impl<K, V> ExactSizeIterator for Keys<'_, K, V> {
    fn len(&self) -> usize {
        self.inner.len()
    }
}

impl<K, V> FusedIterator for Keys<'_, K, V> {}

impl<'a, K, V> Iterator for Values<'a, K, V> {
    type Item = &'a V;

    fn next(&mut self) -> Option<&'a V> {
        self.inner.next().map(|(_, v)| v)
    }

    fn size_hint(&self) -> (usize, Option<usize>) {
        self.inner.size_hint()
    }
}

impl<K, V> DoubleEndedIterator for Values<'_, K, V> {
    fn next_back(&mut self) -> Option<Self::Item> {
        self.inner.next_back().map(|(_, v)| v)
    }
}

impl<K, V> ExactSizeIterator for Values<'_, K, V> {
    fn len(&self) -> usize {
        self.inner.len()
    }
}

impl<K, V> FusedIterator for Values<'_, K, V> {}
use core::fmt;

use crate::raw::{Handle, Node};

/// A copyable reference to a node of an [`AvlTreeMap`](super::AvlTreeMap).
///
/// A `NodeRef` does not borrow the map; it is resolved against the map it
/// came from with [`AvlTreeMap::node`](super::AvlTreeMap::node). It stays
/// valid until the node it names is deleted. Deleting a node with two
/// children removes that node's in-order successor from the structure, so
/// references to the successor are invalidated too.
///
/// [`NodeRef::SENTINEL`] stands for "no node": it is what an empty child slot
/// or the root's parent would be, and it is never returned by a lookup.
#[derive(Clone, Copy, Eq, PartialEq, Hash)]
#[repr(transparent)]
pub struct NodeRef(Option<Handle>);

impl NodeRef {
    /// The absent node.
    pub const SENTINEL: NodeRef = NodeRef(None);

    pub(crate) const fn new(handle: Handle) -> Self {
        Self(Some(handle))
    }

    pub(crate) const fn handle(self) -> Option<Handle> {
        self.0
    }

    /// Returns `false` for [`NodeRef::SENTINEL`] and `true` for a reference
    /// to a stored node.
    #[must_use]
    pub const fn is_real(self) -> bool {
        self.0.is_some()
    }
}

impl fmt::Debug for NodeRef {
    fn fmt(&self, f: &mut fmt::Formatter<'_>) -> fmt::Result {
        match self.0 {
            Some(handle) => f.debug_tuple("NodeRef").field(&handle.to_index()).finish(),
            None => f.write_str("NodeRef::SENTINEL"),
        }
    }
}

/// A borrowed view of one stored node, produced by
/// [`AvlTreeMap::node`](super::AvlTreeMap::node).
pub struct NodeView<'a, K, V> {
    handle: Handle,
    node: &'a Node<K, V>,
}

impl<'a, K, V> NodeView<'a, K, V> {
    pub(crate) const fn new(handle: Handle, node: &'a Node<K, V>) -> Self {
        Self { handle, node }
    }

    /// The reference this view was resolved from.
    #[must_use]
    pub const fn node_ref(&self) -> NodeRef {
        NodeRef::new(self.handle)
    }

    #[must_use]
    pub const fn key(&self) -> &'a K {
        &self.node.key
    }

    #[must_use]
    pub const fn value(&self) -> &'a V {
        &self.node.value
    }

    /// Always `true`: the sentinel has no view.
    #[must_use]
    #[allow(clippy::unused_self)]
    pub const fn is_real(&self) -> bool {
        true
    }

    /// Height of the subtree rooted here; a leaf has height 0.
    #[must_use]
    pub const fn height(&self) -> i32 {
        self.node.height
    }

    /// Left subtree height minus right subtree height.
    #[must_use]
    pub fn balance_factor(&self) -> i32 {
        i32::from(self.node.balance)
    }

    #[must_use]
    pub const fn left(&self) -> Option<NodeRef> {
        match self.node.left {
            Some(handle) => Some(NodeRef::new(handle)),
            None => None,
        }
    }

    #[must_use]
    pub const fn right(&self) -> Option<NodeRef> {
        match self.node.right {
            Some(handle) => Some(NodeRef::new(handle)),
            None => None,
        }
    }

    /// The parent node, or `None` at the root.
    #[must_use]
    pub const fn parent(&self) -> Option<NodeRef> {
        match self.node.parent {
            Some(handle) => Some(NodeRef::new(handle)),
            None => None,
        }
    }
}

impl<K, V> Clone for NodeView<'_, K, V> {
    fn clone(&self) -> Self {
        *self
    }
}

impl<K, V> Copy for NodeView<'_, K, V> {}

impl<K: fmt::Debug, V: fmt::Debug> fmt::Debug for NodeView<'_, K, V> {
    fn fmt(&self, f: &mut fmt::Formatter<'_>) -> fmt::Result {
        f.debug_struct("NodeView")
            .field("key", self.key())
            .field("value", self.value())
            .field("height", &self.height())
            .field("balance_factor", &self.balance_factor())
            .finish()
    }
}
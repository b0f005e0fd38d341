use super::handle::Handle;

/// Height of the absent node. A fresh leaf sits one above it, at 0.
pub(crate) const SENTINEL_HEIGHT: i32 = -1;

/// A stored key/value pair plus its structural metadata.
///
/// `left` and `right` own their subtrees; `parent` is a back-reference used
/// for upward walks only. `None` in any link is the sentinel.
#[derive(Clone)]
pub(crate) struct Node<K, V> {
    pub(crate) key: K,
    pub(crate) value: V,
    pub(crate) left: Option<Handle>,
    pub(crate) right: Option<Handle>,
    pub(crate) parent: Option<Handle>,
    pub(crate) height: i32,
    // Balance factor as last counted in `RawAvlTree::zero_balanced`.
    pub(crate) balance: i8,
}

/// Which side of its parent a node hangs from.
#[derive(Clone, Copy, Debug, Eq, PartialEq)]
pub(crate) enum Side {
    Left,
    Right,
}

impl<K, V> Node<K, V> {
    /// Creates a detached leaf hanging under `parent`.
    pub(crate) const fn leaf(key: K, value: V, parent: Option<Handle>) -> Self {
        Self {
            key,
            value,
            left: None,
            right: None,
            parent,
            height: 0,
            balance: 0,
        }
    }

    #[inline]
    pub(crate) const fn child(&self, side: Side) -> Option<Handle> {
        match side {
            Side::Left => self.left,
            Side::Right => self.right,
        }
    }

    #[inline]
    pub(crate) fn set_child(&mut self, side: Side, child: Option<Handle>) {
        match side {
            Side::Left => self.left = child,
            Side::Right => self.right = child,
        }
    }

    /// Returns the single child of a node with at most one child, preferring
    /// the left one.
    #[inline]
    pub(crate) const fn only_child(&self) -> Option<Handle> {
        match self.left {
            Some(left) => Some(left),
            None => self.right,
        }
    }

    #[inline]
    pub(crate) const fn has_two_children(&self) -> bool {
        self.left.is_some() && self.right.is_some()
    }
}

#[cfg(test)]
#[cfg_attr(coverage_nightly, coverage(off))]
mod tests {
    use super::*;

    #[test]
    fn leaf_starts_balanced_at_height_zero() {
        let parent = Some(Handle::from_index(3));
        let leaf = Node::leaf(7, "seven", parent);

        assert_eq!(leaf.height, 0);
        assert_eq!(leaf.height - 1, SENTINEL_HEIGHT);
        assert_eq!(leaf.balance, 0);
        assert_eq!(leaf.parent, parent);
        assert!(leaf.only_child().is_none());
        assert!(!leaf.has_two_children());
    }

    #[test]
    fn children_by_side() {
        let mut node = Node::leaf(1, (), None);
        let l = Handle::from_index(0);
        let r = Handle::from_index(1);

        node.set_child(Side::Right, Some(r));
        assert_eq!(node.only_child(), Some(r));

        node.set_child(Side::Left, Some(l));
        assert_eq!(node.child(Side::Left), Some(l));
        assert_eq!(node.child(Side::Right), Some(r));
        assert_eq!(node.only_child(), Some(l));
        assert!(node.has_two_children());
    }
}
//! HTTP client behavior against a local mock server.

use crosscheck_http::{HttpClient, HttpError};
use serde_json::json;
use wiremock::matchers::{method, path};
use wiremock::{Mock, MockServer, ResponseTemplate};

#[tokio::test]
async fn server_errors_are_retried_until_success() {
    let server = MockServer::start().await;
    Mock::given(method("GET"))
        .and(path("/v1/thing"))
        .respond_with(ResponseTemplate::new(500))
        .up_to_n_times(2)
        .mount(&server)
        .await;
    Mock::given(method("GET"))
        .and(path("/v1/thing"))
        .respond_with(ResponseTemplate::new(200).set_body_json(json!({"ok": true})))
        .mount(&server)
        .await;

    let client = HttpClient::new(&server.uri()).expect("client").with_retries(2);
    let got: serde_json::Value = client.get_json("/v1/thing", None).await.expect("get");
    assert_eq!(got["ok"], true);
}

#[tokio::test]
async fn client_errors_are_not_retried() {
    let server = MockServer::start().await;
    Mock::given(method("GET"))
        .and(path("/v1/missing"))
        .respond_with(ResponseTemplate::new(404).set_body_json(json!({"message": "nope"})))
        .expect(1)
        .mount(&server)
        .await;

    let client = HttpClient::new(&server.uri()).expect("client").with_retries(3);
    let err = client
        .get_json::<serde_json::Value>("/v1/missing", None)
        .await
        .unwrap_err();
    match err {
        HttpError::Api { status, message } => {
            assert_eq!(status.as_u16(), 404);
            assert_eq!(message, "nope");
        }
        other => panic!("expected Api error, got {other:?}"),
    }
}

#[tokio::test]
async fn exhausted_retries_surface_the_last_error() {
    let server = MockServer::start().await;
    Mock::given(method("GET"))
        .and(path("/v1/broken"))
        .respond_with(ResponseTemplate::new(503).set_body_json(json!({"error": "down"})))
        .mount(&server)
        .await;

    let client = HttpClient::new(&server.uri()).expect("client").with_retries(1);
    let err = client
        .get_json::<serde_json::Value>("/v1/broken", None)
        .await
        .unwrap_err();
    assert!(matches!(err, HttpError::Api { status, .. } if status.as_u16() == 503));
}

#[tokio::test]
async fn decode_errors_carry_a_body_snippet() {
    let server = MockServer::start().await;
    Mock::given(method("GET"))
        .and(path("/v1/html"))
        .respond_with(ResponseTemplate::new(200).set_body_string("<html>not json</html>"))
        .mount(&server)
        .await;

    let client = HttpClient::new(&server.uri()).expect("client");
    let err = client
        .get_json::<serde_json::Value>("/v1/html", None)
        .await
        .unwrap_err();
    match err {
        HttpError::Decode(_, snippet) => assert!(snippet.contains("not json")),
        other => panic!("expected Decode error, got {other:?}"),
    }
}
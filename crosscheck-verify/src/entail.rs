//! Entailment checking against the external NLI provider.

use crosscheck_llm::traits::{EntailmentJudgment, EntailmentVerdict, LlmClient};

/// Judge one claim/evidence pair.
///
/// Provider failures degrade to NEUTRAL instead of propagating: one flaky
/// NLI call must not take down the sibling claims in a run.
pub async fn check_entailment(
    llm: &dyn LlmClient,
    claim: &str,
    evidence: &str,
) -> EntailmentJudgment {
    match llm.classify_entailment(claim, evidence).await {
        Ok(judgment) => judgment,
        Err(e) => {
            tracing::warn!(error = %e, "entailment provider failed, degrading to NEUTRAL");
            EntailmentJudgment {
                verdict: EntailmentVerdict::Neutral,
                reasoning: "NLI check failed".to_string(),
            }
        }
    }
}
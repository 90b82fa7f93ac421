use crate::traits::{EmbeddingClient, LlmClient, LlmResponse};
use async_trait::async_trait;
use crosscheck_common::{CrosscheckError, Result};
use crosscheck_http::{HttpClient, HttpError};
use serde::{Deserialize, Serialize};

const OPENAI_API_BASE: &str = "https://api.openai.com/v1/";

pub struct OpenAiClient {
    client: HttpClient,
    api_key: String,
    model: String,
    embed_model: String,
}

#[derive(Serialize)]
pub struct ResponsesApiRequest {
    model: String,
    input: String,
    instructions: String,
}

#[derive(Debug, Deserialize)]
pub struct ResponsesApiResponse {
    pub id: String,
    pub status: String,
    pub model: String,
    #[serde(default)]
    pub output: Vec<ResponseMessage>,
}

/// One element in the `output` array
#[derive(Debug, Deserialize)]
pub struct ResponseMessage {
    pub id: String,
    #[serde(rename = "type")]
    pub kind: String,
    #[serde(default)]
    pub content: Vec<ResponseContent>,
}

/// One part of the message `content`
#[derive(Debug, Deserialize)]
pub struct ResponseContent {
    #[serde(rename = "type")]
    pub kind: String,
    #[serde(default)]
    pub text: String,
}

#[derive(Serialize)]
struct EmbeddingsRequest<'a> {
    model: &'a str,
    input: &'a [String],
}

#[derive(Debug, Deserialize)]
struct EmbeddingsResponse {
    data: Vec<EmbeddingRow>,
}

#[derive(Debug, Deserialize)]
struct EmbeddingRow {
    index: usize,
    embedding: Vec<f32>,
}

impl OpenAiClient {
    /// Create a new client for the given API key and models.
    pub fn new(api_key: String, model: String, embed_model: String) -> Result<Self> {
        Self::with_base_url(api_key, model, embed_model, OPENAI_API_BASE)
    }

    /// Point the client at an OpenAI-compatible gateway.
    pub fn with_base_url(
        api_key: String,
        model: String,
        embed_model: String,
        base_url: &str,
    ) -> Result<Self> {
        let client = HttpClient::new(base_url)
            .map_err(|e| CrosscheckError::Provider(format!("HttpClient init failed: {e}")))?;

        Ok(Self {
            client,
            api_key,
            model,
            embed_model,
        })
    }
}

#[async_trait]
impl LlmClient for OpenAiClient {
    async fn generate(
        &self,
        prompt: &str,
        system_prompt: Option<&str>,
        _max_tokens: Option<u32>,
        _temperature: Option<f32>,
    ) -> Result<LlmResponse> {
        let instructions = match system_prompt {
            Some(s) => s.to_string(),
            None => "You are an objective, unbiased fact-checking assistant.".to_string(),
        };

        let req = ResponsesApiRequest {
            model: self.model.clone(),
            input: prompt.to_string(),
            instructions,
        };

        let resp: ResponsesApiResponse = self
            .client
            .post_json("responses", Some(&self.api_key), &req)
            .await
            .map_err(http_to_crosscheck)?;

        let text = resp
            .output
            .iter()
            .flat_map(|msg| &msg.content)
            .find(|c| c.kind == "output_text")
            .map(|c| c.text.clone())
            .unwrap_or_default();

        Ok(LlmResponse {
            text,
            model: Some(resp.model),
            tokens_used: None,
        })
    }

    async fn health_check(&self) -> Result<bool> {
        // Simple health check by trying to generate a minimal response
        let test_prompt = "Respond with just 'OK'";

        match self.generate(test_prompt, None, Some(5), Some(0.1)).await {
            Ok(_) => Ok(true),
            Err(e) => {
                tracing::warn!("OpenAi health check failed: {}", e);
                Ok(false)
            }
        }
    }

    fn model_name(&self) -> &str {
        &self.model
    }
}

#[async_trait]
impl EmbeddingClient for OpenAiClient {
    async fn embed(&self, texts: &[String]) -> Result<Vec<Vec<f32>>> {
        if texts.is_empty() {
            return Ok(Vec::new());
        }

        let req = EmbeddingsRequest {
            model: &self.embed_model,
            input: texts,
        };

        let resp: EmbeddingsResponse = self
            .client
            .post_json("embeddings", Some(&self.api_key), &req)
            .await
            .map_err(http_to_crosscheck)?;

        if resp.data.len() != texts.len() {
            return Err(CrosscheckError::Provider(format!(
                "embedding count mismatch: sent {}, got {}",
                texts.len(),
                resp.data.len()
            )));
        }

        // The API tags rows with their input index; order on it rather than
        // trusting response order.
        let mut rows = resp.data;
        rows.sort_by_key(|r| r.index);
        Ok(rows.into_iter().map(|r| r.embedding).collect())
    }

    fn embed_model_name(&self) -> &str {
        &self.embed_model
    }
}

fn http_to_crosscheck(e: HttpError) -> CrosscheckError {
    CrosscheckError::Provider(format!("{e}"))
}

★ ★ ★

- Assignment
From the data above, output only the lines between the line containing "#[derive(Clone, Copy, Eq, PartialEq, Hash)]" and the line containing "#[allow(clippy::unused_self)]", inclusive, exactly as written.

- Worked solution
#[derive(Clone, Copy, Eq, PartialEq, Hash)]
#[repr(transparent)]
pub struct NodeRef(Option<Handle>);

impl NodeRef {
    /// The absent node.
    pub const SENTINEL: NodeRef = NodeRef(None);

    pub(crate) const fn new(handle: Handle) -> Self {
        Self(Some(handle))
    }

    pub(crate) const fn handle(self) -> Option<Handle> {
        self.0
    }

    /// Returns `false` for [`NodeRef::SENTINEL`] and `true` for a reference
    /// to a stored node.
    #[must_use]
    pub const fn is_real(self) -> bool {
        self.0.is_some()
    }
}

impl fmt::Debug for NodeRef {
    fn fmt(&self, f: &mut fmt::Formatter<'_>) -> fmt::Result {
        match self.0 {
            Some(handle) => f.debug_tuple("NodeRef").field(&handle.to_index()).finish(),
            None => f.write_str("NodeRef::SENTINEL"),
        }
    }
}

/// A borrowed view of one stored node, produced by
/// [`AvlTreeMap::node`](super::AvlTreeMap::node).
pub struct NodeView<'a, K, V> {
    handle: Handle,
    node: &'a Node<K, V>,
}

impl<'a, K, V> NodeView<'a, K, V> {
    pub(crate) const fn new(handle: Handle, node: &'a Node<K, V>) -> Self {
        Self { handle, node }
    }

    /// The reference this view was resolved from.
    #[must_use]
    pub const fn node_ref(&self) -> NodeRef {
        NodeRef::new(self.handle)
    }

    #[must_use]
    pub const fn key(&self) -> &'a K {
        &self.node.key
    }

    #[must_use]
    pub const fn value(&self) -> &'a V {
        &self.node.value
    }

    /// Always `true`: the sentinel has no view.
    #[must_use]
    #[allow(clippy::unused_self)]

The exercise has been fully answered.